- [EXERCISE DETAILS] Scan the records below for the line with "filename crates/pickup-rates/src/evaluate.rs" and the line with "use pickup_core::locale::messages;". Repeat those two lines and every line between them exactly, and nothing else.

- [EXTRACTED DATA]

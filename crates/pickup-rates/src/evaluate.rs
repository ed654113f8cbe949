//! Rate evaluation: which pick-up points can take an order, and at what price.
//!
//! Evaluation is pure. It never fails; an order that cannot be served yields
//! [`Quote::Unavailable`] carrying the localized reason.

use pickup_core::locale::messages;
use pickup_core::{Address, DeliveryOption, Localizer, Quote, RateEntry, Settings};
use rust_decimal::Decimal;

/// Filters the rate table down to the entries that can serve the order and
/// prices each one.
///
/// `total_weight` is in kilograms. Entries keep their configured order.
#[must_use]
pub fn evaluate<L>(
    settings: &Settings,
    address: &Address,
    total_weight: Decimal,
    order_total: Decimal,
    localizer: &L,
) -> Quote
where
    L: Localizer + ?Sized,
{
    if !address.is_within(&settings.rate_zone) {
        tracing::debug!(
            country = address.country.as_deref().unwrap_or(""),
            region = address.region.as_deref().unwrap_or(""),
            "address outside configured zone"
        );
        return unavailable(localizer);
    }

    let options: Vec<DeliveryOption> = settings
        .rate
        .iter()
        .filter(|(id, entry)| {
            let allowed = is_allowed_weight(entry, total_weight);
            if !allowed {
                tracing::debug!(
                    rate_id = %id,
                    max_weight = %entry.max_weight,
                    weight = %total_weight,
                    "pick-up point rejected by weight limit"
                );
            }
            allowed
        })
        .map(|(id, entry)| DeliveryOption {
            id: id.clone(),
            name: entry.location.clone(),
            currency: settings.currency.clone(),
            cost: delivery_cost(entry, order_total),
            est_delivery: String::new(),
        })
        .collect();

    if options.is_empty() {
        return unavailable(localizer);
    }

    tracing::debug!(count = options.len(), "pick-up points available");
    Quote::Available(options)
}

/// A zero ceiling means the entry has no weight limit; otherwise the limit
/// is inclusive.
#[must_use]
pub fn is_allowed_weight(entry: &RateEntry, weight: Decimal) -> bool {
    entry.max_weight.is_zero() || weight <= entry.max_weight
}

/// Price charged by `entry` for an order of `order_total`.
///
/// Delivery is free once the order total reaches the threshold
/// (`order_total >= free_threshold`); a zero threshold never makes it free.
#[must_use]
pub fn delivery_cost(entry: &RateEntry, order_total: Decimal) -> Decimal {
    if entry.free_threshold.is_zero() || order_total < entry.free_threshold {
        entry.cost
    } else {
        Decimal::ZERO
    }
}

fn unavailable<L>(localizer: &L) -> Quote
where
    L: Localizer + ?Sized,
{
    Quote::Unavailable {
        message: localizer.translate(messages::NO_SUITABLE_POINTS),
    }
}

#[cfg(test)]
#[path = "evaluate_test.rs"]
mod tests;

==

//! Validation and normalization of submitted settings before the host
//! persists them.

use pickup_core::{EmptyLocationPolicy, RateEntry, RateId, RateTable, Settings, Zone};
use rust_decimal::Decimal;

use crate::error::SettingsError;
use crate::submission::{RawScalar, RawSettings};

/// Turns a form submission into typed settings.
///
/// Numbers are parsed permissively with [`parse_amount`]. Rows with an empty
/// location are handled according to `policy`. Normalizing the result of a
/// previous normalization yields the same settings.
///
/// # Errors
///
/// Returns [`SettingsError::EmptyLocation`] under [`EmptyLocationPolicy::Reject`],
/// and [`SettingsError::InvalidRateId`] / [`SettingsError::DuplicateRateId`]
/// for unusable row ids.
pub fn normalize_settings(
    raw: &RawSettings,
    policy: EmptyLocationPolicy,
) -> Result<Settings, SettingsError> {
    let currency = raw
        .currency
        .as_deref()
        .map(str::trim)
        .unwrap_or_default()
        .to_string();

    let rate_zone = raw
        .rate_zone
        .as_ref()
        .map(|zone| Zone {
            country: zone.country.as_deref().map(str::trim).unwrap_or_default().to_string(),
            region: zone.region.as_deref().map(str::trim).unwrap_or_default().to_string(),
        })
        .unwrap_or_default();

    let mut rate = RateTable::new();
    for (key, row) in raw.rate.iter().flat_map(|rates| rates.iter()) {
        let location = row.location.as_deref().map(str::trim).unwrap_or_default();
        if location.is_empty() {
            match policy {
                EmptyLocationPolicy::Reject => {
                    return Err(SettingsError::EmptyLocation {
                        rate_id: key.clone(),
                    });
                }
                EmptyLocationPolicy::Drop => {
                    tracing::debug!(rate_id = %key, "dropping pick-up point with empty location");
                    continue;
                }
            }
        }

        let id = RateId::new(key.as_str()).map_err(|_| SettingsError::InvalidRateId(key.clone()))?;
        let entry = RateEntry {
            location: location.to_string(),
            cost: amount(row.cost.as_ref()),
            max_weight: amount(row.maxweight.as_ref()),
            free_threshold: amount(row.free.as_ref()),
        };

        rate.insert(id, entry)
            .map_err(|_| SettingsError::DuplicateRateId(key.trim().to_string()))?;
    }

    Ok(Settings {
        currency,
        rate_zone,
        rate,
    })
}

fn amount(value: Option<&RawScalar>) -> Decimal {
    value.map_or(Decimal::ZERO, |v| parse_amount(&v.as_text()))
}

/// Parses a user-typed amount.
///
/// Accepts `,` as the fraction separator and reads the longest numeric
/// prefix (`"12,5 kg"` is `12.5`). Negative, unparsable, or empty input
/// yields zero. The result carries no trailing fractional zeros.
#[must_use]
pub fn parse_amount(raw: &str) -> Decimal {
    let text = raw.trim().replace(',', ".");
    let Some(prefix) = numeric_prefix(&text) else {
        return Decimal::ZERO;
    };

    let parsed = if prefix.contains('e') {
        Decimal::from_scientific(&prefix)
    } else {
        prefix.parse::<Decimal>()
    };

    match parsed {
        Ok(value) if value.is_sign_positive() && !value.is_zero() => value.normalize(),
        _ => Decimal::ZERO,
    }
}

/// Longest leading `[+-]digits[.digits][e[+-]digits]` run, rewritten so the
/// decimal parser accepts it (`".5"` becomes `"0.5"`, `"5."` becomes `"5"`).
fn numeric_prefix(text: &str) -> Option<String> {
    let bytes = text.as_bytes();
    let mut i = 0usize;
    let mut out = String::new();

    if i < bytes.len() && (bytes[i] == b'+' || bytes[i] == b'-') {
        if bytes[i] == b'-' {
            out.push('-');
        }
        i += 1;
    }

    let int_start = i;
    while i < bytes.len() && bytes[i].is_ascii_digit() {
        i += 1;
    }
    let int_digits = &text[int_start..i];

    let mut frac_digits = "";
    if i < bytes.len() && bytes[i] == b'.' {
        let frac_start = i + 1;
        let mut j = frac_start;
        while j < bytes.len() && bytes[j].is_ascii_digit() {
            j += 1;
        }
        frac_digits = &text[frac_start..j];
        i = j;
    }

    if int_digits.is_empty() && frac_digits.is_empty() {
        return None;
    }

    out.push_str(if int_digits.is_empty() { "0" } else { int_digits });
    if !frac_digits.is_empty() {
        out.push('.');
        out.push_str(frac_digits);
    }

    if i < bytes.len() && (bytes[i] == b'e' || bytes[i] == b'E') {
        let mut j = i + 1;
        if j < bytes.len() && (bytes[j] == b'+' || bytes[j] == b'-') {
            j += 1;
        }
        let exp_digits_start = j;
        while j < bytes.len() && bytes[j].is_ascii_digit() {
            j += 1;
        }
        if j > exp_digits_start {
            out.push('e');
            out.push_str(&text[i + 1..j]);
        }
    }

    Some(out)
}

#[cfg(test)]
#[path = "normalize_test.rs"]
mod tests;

* * *

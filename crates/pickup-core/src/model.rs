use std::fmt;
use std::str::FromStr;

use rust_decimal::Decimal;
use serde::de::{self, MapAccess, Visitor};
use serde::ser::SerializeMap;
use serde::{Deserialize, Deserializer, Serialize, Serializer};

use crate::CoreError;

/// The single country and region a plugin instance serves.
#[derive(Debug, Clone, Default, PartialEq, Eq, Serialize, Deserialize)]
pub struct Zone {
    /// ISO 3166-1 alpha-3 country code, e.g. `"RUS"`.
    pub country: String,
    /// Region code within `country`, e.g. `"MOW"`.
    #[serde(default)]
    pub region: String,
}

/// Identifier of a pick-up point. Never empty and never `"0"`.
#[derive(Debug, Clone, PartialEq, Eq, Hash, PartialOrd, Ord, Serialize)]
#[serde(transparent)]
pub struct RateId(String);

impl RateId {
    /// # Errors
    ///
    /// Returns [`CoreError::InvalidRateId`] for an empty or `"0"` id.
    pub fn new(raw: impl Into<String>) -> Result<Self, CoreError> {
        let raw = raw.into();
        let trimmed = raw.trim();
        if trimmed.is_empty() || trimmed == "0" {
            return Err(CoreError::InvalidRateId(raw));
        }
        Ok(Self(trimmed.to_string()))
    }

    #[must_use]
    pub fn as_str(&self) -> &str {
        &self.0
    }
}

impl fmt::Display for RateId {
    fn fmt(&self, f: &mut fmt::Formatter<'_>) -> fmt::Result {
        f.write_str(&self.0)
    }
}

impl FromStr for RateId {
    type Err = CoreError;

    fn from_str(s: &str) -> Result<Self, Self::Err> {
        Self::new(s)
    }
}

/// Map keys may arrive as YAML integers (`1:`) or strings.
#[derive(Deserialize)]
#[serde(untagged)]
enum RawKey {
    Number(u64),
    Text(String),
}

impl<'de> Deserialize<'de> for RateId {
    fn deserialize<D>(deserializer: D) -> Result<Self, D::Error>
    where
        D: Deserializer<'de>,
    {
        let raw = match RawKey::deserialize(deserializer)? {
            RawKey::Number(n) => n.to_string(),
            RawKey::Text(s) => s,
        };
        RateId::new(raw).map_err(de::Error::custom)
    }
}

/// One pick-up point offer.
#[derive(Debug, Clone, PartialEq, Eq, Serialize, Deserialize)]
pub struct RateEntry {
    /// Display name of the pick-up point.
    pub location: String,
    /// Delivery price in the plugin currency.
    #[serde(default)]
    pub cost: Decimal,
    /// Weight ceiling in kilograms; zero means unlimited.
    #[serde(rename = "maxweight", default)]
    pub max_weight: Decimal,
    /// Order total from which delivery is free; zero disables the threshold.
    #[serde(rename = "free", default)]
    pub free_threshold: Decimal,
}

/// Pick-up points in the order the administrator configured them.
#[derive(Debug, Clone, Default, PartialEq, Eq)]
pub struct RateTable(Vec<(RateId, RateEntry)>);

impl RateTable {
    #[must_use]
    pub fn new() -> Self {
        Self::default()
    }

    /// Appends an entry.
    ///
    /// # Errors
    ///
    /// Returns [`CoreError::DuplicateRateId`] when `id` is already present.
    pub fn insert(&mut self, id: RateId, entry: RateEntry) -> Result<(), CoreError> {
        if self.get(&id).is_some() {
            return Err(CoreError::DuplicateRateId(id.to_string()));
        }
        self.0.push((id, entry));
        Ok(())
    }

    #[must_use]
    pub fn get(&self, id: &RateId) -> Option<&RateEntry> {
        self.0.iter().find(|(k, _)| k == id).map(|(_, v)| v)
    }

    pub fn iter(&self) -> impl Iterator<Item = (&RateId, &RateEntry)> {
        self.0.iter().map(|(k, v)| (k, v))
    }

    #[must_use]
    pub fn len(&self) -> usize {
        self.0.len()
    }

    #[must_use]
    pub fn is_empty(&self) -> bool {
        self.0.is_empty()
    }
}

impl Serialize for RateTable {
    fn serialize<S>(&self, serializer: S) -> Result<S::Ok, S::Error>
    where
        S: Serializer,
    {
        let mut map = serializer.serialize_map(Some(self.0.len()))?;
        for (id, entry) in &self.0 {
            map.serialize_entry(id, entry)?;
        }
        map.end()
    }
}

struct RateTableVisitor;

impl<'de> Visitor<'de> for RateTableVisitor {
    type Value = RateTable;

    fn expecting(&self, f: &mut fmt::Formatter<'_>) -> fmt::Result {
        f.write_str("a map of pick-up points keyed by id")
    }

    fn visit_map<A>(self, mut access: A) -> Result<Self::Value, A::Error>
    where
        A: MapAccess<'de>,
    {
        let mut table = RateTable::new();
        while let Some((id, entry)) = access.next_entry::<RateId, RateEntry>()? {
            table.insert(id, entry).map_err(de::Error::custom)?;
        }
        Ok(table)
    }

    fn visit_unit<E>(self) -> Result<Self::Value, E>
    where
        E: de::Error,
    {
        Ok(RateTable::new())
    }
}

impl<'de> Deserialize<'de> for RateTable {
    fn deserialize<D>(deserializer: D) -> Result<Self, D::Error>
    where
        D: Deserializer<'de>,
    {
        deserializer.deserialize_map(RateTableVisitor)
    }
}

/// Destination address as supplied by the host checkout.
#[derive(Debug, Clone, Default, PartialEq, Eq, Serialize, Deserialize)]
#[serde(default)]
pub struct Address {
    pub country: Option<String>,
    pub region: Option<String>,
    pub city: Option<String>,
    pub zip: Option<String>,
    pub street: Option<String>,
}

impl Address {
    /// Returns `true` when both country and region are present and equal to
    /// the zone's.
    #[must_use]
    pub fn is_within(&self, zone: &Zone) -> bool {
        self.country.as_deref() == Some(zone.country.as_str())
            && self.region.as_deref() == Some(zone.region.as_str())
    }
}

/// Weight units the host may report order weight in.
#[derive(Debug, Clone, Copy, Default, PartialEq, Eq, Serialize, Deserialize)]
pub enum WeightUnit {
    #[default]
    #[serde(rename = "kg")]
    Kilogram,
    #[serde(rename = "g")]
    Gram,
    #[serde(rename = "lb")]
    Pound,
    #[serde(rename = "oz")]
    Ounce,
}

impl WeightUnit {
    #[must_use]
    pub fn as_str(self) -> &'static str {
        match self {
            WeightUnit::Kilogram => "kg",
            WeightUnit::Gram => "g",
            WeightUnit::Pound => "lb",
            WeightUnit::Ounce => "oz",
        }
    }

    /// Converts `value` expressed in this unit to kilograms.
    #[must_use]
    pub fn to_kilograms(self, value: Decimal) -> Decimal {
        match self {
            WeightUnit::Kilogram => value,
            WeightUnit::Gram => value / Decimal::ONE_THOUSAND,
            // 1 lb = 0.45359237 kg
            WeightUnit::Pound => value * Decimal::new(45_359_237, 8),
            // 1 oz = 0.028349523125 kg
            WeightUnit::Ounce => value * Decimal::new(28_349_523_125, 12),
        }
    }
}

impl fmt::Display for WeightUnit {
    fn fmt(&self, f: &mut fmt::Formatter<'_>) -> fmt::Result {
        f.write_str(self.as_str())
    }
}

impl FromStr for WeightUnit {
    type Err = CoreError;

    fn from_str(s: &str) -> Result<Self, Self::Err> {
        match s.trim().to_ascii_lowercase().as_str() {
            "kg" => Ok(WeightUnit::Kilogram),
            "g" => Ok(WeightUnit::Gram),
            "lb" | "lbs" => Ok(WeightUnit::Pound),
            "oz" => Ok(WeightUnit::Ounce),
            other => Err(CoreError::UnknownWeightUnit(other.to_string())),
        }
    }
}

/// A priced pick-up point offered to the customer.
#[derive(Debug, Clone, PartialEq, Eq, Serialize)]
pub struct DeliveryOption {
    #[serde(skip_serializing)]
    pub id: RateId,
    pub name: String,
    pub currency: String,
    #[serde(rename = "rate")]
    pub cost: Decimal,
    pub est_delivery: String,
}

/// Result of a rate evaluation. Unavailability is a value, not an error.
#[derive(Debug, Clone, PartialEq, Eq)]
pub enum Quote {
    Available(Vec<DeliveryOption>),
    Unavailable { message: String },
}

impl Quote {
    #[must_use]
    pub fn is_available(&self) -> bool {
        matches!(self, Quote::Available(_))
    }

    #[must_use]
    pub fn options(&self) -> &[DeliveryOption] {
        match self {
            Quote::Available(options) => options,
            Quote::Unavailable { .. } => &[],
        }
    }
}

- [OUTPUT]
filename crates/pickup-rates/src/evaluate.rs
repository ed654113f8cbe949
//! Rate evaluation: which pick-up points can take an order, and at what price.
//!
//! Evaluation is pure. It never fails; an order that cannot be served yields
//! [`Quote::Unavailable`] carrying the localized reason.

use pickup_core::locale::messages;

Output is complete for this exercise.